Bolivien hatte im Herbst 2008 Washingtons Botschafter in Bolivien ausgewiesen. Der Vorwurf: Einmischung in innere Angelegenheiten und umstürzlerische Konspirationen. Gemeint ist damit die Unterstützung der Sezessionsbestrebungen vor allem der Eliten des Halbmondes im Osten Boliviens. Ende 2008 war auch die US-Antidrogenbehörde DEA wegen der gleichen Vorwürfen Ende 2008 des Landes verwiesen. Auch dem DEA wurde Einmischung in innere Angelegenheiten vorgeworfen.
Diplomaten und Botschafterinnen der USA haben historisch schon oft eine wichtige Rolle gespielt, wenn es um die Unterstützung gegnerischer Eliten gegen progressive Regierungen ging. Z.B. im Falle von Jacobo Arbenz, gewaltsam weggeputschter Präsident von Guatemala bis 1954. Arbenz wollte vor allem eine Landreform durchführen. Diese zielte vor allem auf die Verteilung ungenutzten Agarlandes durch die us-amerikanische United Fruit Company – heute Chiquita – ab. Jüngstes Beispiel für eine unrühmliche Rolle spielten US-amerikanische Einrichtungen und Diplomaten im Falle des gewaltsam abgesetzten Präsidenten Manuel Zelaya in Honduras.

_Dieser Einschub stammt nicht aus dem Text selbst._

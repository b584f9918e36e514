//! Plain-text views over a session.

use std::fmt::Write;

use chrono::NaiveDate;
use osteo_core::{ClientSession, ProgressUpdate, TaskToggleReport, week};
use osteo_types::{MilestoneId, MilestoneToggle, TaskNotFound, Weekday};

const EMPTY_DAY: &str = "No tasks for this day - enjoy the recovery!";

fn checkbox(checked: bool) -> &'static str {
    if checked { "[x]" } else { "[ ]" }
}

#[must_use]
pub fn render_day(session: &ClientSession, day: Weekday) -> String {
    let mut out = format!("{day}:");
    let mut any = false;
    for task in session.tasks_for_day(day) {
        any = true;
        let _ = write!(
            out,
            "\n  {} {:>2}  {}",
            checkbox(task.is_done()),
            task.id().value(),
            task.title()
        );
    }
    if !any {
        out.push_str("\n  ");
        out.push_str(EMPTY_DAY);
    }
    out
}

#[must_use]
pub fn render_toggle(session: &ClientSession, report: &TaskToggleReport) -> String {
    let title = session
        .tasks()
        .get(report.task_id)
        .map_or("", |task| task.title());
    let mut out = format!("{} {title}", checkbox(report.toggle.done()));
    match report.progress {
        ProgressUpdate::Awarded(award) => {
            let _ = write!(
                out,
                "\n+{} XP ({}/{} XP to next level)",
                award.gained,
                award.xp,
                session.progression().level_threshold()
            );
            if award.leveled_up() {
                let _ = write!(out, "\nLevel up! You are now level {}", award.level);
            }
        }
        ProgressUpdate::Retained => out.push_str("\nXP kept"),
    }
    out
}

#[must_use]
pub fn render_not_found(err: &TaskNotFound) -> String {
    format!("No task with id {}", err.id)
}

#[must_use]
pub fn render_milestone_toggle(id: &MilestoneId, toggle: MilestoneToggle) -> String {
    match toggle {
        MilestoneToggle::Achieved => format!("Milestone {id} achieved"),
        MilestoneToggle::Cleared => format!("Milestone {id} cleared"),
    }
}

#[must_use]
pub fn render_milestones(session: &ClientSession) -> String {
    session
        .milestone_path()
        .map(|step| {
            format!(
                "{} {}  {}",
                checkbox(step.achieved),
                step.milestone.id,
                step.milestone.title
            )
        })
        .collect::<Vec<_>>()
        .join("\n")
}

#[must_use]
pub fn render_status(session: &ClientSession) -> String {
    session.summary().to_string()
}

pub fn render_status_json(session: &ClientSession) -> serde_json::Result<String> {
    serde_json::to_string_pretty(&session.summary())
}

/// One line per day of the week containing `today`. The selected day is
/// marked with `>`.
#[must_use]
pub fn render_week(session: &ClientSession, today: NaiveDate) -> String {
    week::week_days(today)
        .into_iter()
        .map(|(day, date)| {
            let marker = if day == session.selected_day() { '>' } else { ' ' };
            let count = session.tasks_for_day(day).count();
            let done = session
                .tasks_for_day(day)
                .filter(|task| task.is_done())
                .count();
            format!("{marker} {day} {date}  {done}/{count} done")
        })
        .collect::<Vec<_>>()
        .join("\n")
}

#[must_use]
pub fn render_help() -> &'static str {
    "Commands:
  day <1-7>         select a day (1 = Monday) and list its tasks
  toggle <task-id>  mark a task done or not done
  milestone <id>    mark a milestone achieved or not
  milestones        show the milestone path
  status [--json]   show weekly completion, level and XP
  week              show this week's dates
  help              show this help
  quit              leave"
}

Vorsichtig will Bolivien allerdings vor allem bei der Zusammenarbeit in Sachen Drogenbekämpfung sein. In Kolumbien konnten trotz Kooperation mit den USA in diesem Bereich bislang keine Erfolge erzielt werden, der militärische Einfluss der USA in Kolumbien selber hat allerdings stark zugenommen.
Das waren die Nachrichten von Focus Europa am 7. Juni 2010.